With this data in hand, we then work to find the best possible vendor for each medical scenario an employee could face.

Developing new strategies for prescriptions and medical care feels uncomfortable at first because it pushes employees and their employers outside of the PPO networks they are familiar with. These networks are part of the problem, however. Because they are operated by publicly-traded companies, they are incentivized to maximize profits for shareholders and have fewer incentives to manage claims and reduce costs. The result is a higher PEPY for companies that work with them.

PEPY Issues

Case Study: Getting PEPY Down to Nearly Half the National Average

One of our clients, a county government in Kentucky, suffered through multiple 30% rate hikes over consecutive years. The brutal rate increases were unsustainable for both the county and the employees, especially since the employees were responsible for a $3,000 deductible. With a PEPY of $8,812 that continued to increase, county officials wanted to act quickly to contain their benefits plan.
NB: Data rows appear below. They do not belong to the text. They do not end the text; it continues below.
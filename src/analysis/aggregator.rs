//! Impact aggregation and scoring.
//!
//! Stateless numeric transforms over [`ImpactStats`] tables. Nothing here
//! formats or rounds; zero denominators and empty inputs are reported as
//! [`ImpactError`] instead of leaking NaN or infinity to the caller.

use crate::error::ImpactError;
use crate::models::{ImpactStats, ImpactTable, Metric};
use std::cmp::Ordering;
use tracing::debug;

/// Sum of the three metrics.
///
/// The units differ (liters, kWh, grams); the sum is a ranking heuristic,
/// not a physical quantity.
pub fn total_impact(stats: &ImpactStats) -> f64 {
    stats.water() + stats.energy() + stats.carbon()
}

/// Sum one metric across every entry. An empty table sums to `0.0`.
pub fn sum_metric<K>(table: &ImpactTable<K>, metric: Metric) -> f64 {
    table.values().map(|s| s.get(metric)).sum()
}

/// Share of each value in the total, as a percentage.
pub fn percentage_of(values: &[f64]) -> Result<Vec<f64>, ImpactError> {
    if values.is_empty() {
        return Err(ImpactError::EmptyInput {
            operation: "percentage_of",
        });
    }

    let total: f64 = values.iter().sum();
    if total == 0.0 || !total.is_finite() {
        return Err(ImpactError::DivisionByZero {
            operation: "percentage_of",
        });
    }

    Ok(values.iter().map(|v| v / total * 100.0).collect())
}

/// Linearly rescale `values` into `out_min..=out_max`.
///
/// When every value is equal the range is taken as 1, so every output is
/// `out_min`.
pub fn normalize_min_max(
    values: &[f64],
    out_min: f64,
    out_max: f64,
) -> Result<Vec<f64>, ImpactError> {
    if values.is_empty() {
        return Err(ImpactError::EmptyInput {
            operation: "normalize_min_max",
        });
    }

    let min = values.iter().copied().fold(f64::INFINITY, f64::min);
    let max = values.iter().copied().fold(f64::NEG_INFINITY, f64::max);
    let range = if max - min == 0.0 { 1.0 } else { max - min };
    let span = out_max - out_min;

    Ok(values
        .iter()
        .map(|v| ((v - min) / range) * span + out_min)
        .collect())
}

/// [`normalize_min_max`] onto the 0-100 scale.
pub fn normalize_to_percent(values: &[f64]) -> Result<Vec<f64>, ImpactError> {
    normalize_min_max(values, 0.0, 100.0)
}

/// `100 / total_impact`. Higher is better.
///
/// A zero footprint is a data error, not an infinitely efficient model. A
/// total so small that the score overflows is treated the same way.
pub fn efficiency_score(stats: &ImpactStats) -> Result<f64, ImpactError> {
    let total = total_impact(stats);
    let score = 100.0 / total;
    if total == 0.0 || !score.is_finite() {
        return Err(ImpactError::DivisionByZero {
            operation: "efficiency_score",
        });
    }
    Ok(score)
}

/// Score every entry and sort by descending efficiency.
///
/// The sort is stable: entries with equal scores keep their insertion order.
pub fn rank_by_efficiency<K: Clone>(
    table: &ImpactTable<K>,
) -> Result<Vec<(K, f64)>, ImpactError> {
    if table.is_empty() {
        return Err(ImpactError::EmptyInput {
            operation: "rank_by_efficiency",
        });
    }

    let mut ranked = table
        .iter()
        .map(|(key, stats)| efficiency_score(stats).map(|score| (key.clone(), score)))
        .collect::<Result<Vec<_>, _>>()?;

    // Scores are finite here, so partial_cmp never returns None.
    ranked.sort_by(|a, b| b.1.partial_cmp(&a.1).unwrap_or(Ordering::Equal));

    debug!("Ranked {} entries by efficiency", ranked.len());
    Ok(ranked)
}

/// Scale a base footprint by each usage multiplier, in order.
pub fn cumulative_projection(base: &ImpactStats, multipliers: &[u64]) -> Vec<ImpactStats> {
    multipliers.iter().map(|&m| base.scaled(m as f64)).collect()
}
As they started their search for better value at a lower price, two of their employees encountered enormous medical expenses. One employee was injured in a terrible car accident and another was prescribed a medication that cost $27,000 for a three-month supply. If they failed to respond quickly, their PEPY would increase even further.


After we partnered with the county, we focused on attacking the prescription expenses those two employees had encountered. After researching and negotiating on behalf of the employees, we dramatically reduced the expenses for the employee in the car accident. For the other employee, we found a way to source the medication directly from the manufacturer for free.

Afterward, we analyzed the county’s PBM agreement and identified areas we could slash unnecessary spending and create additional savings for employees.

Inpatient, Outpatient, and Office Visits

Once we sorted out the pharmaceutical issues, we turned our attention to inpatient services, outpatient services, and office visits. After additional negotiations, research, and incorporating reference-based pricing strategies to find the best facilities with the lowest prices, we altered their plan design. We identified better, less-expensive facilities in the region for employees to receive care and instead of dealing with a $3,000 deductible, employees now have a $0 co-pay with every visit to the doctor’s office or hospital.

The Pay-Off

After the initial plan alterations, the PEPY dropped to $6,562—savings of $2,250 per employee every year. As we move forward, we remain vigilant for new assistance programs, rebates, and sourcing discounts we can apply to reduce costs even further.

When you change your expectations around what your PEPY can be each year, you give yourself new opportunities to direct new strategies for savings. By exploring these strategies in greater detail, you can drive your PEPY down year over year.